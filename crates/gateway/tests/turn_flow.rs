//! Orchestrator-level scenarios with stub backends: cache warm-up,
//! plan execution against a mock tool service, negative-cache
//! suppression, guardian degradation, and the per-session rate limit.

use std::sync::atomic::{AtomicUsize, Ordering};
use std::sync::Arc;

use async_trait::async_trait;

use sv_backends::{BackendClient, BackendRegistry, GenerateReply, GenerateRequest};
use sv_domain::config::Config;
use sv_domain::turn::{CacheTier, GuardianState, Route};
use sv_domain::{Error, Result};
use sv_gateway::bootstrap;
use sv_gateway::runtime::{run_turn, TurnInput};
use sv_gateway::state::AppState;
use sv_guardian::HostSample;
use sv_router::RouteContext;

// ━━━━━━━━━━━━━━━━━━━━━━━━━━━━━━━━━━━━━━━━━━━━━━━━━━━━━━━━━━━━━━━━━━
// Stub backends
// ━━━━━━━━━━━━━━━━━━━━━━━━━━━━━━━━━━━━━━━━━━━━━━━━━━━━━━━━━━━━━━━━━━

struct StubBackend {
    route: Route,
    reply: String,
    calls: Arc<AtomicUsize>,
}

#[async_trait]
impl BackendClient for StubBackend {
    fn route(&self) -> Route {
        self.route
    }

    fn model_id(&self) -> &str {
        "stub-1b"
    }

    async fn generate(&self, _req: &GenerateRequest) -> Result<GenerateReply> {
        self.calls.fetch_add(1, Ordering::SeqCst);
        Ok(GenerateReply {
            text: self.reply.clone(),
            first_token_ms: 5,
            full_ms: 10,
        })
    }
}

struct FailingBackend {
    route: Route,
}

#[async_trait]
impl BackendClient for FailingBackend {
    fn route(&self) -> Route {
        self.route
    }

    fn model_id(&self) -> &str {
        "stub-broken"
    }

    async fn generate(&self, _req: &GenerateRequest) -> Result<GenerateReply> {
        Err(Error::Backend {
            route: self.route.to_string(),
            status: 500,
            message: "stub failure".into(),
        })
    }
}

// ━━━━━━━━━━━━━━━━━━━━━━━━━━━━━━━━━━━━━━━━━━━━━━━━━━━━━━━━━━━━━━━━━━
// Fixture
// ━━━━━━━━━━━━━━━━━━━━━━━━━━━━━━━━━━━━━━━━━━━━━━━━━━━━━━━━━━━━━━━━━━

struct Fixture {
    state: AppState,
    micro_calls: Arc<AtomicUsize>,
    planner_calls: Arc<AtomicUsize>,
    _dirs: tempfile::TempDir,
}

const PLAN_TIME: &str = r#"{"intent":"time.now","tool":"time.now","args":{},"render_instruction":"speak","confidence":0.95,"reason":"klockfråga"}"#;

fn registry_toml(calendar_endpoint: &str) -> String {
    format!(
        r#"
version = "1"
render_instructions = ["speak", "confirm"]

[[tools]]
name = "none"
kind = "builtin"

[[tools]]
name = "time.now"
kind = "builtin"

[[tools]]
name = "calendar.create"
kind = "http"
endpoint = "{calendar_endpoint}"
timeout_ms = 500

[tools.args.when]
type = "datetime"
required = true

[tools.args.with]
type = "string"
required = true

[fallbacks]
"calendar.create" = ["calendar.create"]
"#
    )
}

/// Assemble an AppState with stub backends and hermetic temp dirs.
fn fixture(planner_reply: &str, calendar_endpoint: &str, session_rpm: u32) -> Fixture {
    let dirs = tempfile::tempdir().unwrap();
    let registry_path = dirs.path().join("tool_registry.toml");
    std::fs::write(&registry_path, registry_toml(calendar_endpoint)).unwrap();

    let mut config = Config::default();
    config.cache.data_dir = dirs.path().join("cache");
    config.router.snapshot_dir = dirs.path().join("bandit");
    config.telemetry.data_dir = dirs.path().join("telemetry");
    config.planner.registry_path = registry_path;
    config.quota.session_rpm = session_rpm;
    // Deterministic arm selection: no canary coin in tests.
    config.router.canary_share = 0.0;
    // The NLU service does not exist in tests; the guard and the rule
    // fallback carry classification.
    config.nlu.base_url = "http://127.0.0.1:1".into();
    config.nlu.timeout_ms = 50;

    let micro_calls = Arc::new(AtomicUsize::new(0));
    let planner_calls = Arc::new(AtomicUsize::new(0));
    let backends = Arc::new(BackendRegistry::new(
        Arc::new(StubBackend {
            route: Route::Micro,
            reply: "Klockan är 14:00.".into(),
            calls: micro_calls.clone(),
        }),
        Arc::new(StubBackend {
            route: Route::Planner,
            reply: planner_reply.into(),
            calls: planner_calls.clone(),
        }),
        Arc::new(FailingBackend { route: Route::Deep }),
    ));

    let state = bootstrap::build_state(config, None, Some(backends)).unwrap();
    Fixture {
        state,
        micro_calls,
        planner_calls,
        _dirs: dirs,
    }
}

/// Pre-train the bandit so the exploit path deterministically prefers
/// `route` for the bucket this message lands in.
fn prefer_route(state: &AppState, message: &str, confidence: f32, route: Route) {
    let ctx = RouteContext {
        intent_confidence: confidence,
        text_len: message.chars().count(),
        has_question: message.contains('?'),
        cache_hint: true,
        guardian_state: GuardianState::Normal,
        last_tool_error: false,
    };
    for r in Route::ALL {
        let reward = if r == route { 0.9 } else { 0.05 };
        for _ in 0..30 {
            state.bandit.update(&ctx, r, reward);
        }
    }
}

fn input(session: &str, message: &str) -> TurnInput {
    TurnInput {
        session_id: session.into(),
        lang: "sv".into(),
        message: message.into(),
    }
}

fn brownout_sample() -> HostSample {
    HostSample {
        ram_pct: 85.0,
        cpu_pct: 20.0,
        temp_c: Some(45.0),
        battery_pct: Some(90.0),
        proc_rss_mb: 100,
        sys_used_mb: 4_000,
    }
}

// ━━━━━━━━━━━━━━━━━━━━━━━━━━━━━━━━━━━━━━━━━━━━━━━━━━━━━━━━━━━━━━━━━━
// Scenarios
// ━━━━━━━━━━━━━━━━━━━━━━━━━━━━━━━━━━━━━━━━━━━━━━━━━━━━━━━━━━━━━━━━━━

#[tokio::test]
async fn warm_cache_serves_the_second_identical_turn_from_l1() {
    let fx = fixture(PLAN_TIME, "http://127.0.0.1:1/unused", 10);
    let message = "Vad är klockan?";
    prefer_route(&fx.state, message, 0.97, Route::Micro);

    let first = run_turn(&fx.state, input("s1", message)).await.unwrap();
    assert_eq!(first.route, Some(Route::Micro));
    assert_eq!(first.cache_tier, CacheTier::Miss);
    assert_eq!(first.intent, "time.now");
    assert_eq!(fx.micro_calls.load(Ordering::SeqCst), 1);

    let second = run_turn(&fx.state, input("s2", message)).await.unwrap();
    assert_eq!(second.cache_tier, CacheTier::L1);
    assert_eq!(second.text, "Klockan är 14:00.");
    // No second backend invocation.
    assert_eq!(fx.micro_calls.load(Ordering::SeqCst), 1);
}

#[tokio::test]
async fn planner_plan_executes_the_calendar_tool() {
    use wiremock::matchers::{body_partial_json, method, path};
    use wiremock::{Mock, MockServer, ResponseTemplate};

    let server = MockServer::start().await;
    Mock::given(method("POST"))
        .and(path("/calendar/create"))
        .and(body_partial_json(serde_json::json!({
            "v": "1",
            "tool": "calendar.create",
            "args": { "with": "anna" }
        })))
        .respond_with(ResponseTemplate::new(200).set_body_json(serde_json::json!({
            "text": "Mötet med Anna är bokat."
        })))
        .expect(1)
        .mount(&server)
        .await;

    let plan = r#"{"intent":"calendar.create","tool":"calendar.create","args":{},"render_instruction":"confirm","confidence":0.92,"reason":"bokning"}"#;
    let fx = fixture(plan, &format!("{}/calendar/create", server.uri()), 10);
    let message = "Boka möte med Anna imorgon kl 14";
    prefer_route(&fx.state, message, 0.97, Route::Planner);

    let reply = run_turn(&fx.state, input("s1", message)).await.unwrap();
    assert_eq!(reply.route, Some(Route::Planner));
    assert_eq!(reply.intent, "calendar.create");
    assert!(reply.text.starts_with("Klart!"), "got: {}", reply.text);
    assert_eq!(fx.planner_calls.load(Ordering::SeqCst), 1);

    // The executed tool call landed in telemetry as ok.
    let snapshot = fx.state.telemetry.snapshot();
    assert_eq!(snapshot.tool_success_rate, 1.0);
}

#[tokio::test]
async fn deterministic_schema_failure_is_suppressed_via_l3() {
    // The planner emits a tool outside the closed registry set.
    let bad_plan = r#"{"intent":"calendar.create","tool":"rocket.launch","args":{},"render_instruction":"confirm","confidence":0.9,"reason":""}"#;
    let fx = fixture(bad_plan, "http://127.0.0.1:1/unused", 10);
    let message = "Boka möte med Anna imorgon kl 14";
    prefer_route(&fx.state, message, 0.97, Route::Planner);

    let first = run_turn(&fx.state, input("s1", message)).await.unwrap();
    assert_eq!(first.cache_tier, CacheTier::Miss);
    assert_eq!(fx.planner_calls.load(Ordering::SeqCst), 1);

    // Second identical request: L3 short-circuits before any backend.
    let second = run_turn(&fx.state, input("s2", message)).await.unwrap();
    assert_eq!(second.cache_tier, CacheTier::L3);
    assert_eq!(fx.planner_calls.load(Ordering::SeqCst), 1);
    // Both calls surfaced the same graceful Swedish notice.
    assert_eq!(first.text, second.text);
}

#[tokio::test]
async fn emergency_keeps_micro_alive_and_avoids_heavier_arms() {
    let fx = fixture(PLAN_TIME, "http://127.0.0.1:1/unused", 20);

    // Drive the guardian to EMERGENCY (hard RAM breach, stepwise).
    let mut sample = brownout_sample();
    sample.ram_pct = 95.0;
    fx.state.guardian.apply_sample(sample);
    fx.state.guardian.apply_sample(sample);
    assert_eq!(fx.state.guardian.state(), GuardianState::Emergency);

    // A booking request would prefer the planner, but only MICRO is
    // admitted now.
    let message = "Boka möte med Anna imorgon kl 14";
    prefer_route(&fx.state, message, 0.97, Route::Planner);
    let reply = run_turn(&fx.state, input("s1", message)).await.unwrap();
    assert_eq!(reply.route, Some(Route::Micro));
    assert_eq!(fx.planner_calls.load(Ordering::SeqCst), 0);
}

#[tokio::test]
async fn emergency_sheds_non_deterministic_requests_before_nlu() {
    let fx = fixture(PLAN_TIME, "http://127.0.0.1:1/unused", 20);
    let mut sample = brownout_sample();
    sample.ram_pct = 95.0;
    fx.state.guardian.apply_sample(sample);
    fx.state.guardian.apply_sample(sample);
    assert_eq!(fx.state.guardian.state(), GuardianState::Emergency);

    // No guard pattern matches this: it is rejected at ingress, before
    // canonicalization, NLU, or any backend work.
    let err = run_turn(&fx.state, input("s1", "berätta en lång saga för mig"))
        .await
        .unwrap_err();
    match err {
        Error::GuardianReject { retry_after_s, .. } => assert!(retry_after_s >= 1),
        other => panic!("expected guardian reject, got {other:?}"),
    }
    assert_eq!(fx.micro_calls.load(Ordering::SeqCst), 0);
    assert_eq!(fx.planner_calls.load(Ordering::SeqCst), 0);
}

#[tokio::test]
async fn brownout_degrades_the_planner_and_blocks_deep() {
    let fx = fixture(PLAN_TIME, "http://127.0.0.1:1/unused", 20);
    for _ in 0..5 {
        fx.state.guardian.apply_sample(brownout_sample());
    }
    assert_eq!(fx.state.guardian.state(), GuardianState::Brownout);

    let message = "Vad är klockan just nu?";
    prefer_route(&fx.state, message, 0.97, Route::Planner);
    let reply = run_turn(&fx.state, input("s1", message)).await.unwrap();
    // Planner ran degraded: the reply carries the lighter-mode notice.
    assert_eq!(reply.route, Some(Route::Planner));
    assert!(reply.text.contains("lättare läge"), "got: {}", reply.text);
}

#[tokio::test]
async fn session_rate_limit_returns_retry_after() {
    let fx = fixture(PLAN_TIME, "http://127.0.0.1:1/unused", 2);
    let message = "Vad är klockan?";
    prefer_route(&fx.state, message, 0.97, Route::Micro);

    run_turn(&fx.state, input("s1", message)).await.unwrap();
    run_turn(&fx.state, input("s1", message)).await.unwrap();
    let err = run_turn(&fx.state, input("s1", message)).await.unwrap_err();
    match err {
        Error::RateLimited { retry_after_s } => assert!(retry_after_s >= 1),
        other => panic!("expected rate limit, got {other:?}"),
    }

    // A different session is unaffected.
    assert!(run_turn(&fx.state, input("s2", message)).await.is_ok());
}

#[tokio::test]
async fn semantically_similar_weather_queries_share_an_l2_entry() {
    let fx = fixture(PLAN_TIME, "http://127.0.0.1:1/unused", 20);
    // Token sets overlap 6-of-7 → similarity ≈ 0.857, over the 0.85 bar.
    let first_msg = "Hur blir vädret i Stockholm imorgon?";
    let second_msg = "Hur blir vädret i Stockholm imorgon då?";
    prefer_route(&fx.state, first_msg, 0.97, Route::Micro);

    let first = run_turn(&fx.state, input("s1", first_msg)).await.unwrap();
    assert_eq!(first.intent, "weather.lookup");
    assert_eq!(first.cache_tier, CacheTier::Miss);

    let second = run_turn(&fx.state, input("s2", second_msg)).await.unwrap();
    assert_eq!(second.intent, "weather.lookup");
    assert_eq!(second.cache_tier, CacheTier::L2);
    assert_eq!(fx.micro_calls.load(Ordering::SeqCst), 1);
}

+===+

• [Work instructions]: Every line that contains the string "GenerateReply" should be returned from the data.

• [Answer to the exercise]:
use sv_backends::{BackendClient, BackendRegistry, GenerateReply, GenerateRequest};
    async fn generate(&self, _req: &GenerateRequest) -> Result<GenerateReply> {
        Ok(GenerateReply {
    async fn generate(&self, _req: &GenerateRequest) -> Result<GenerateReply> {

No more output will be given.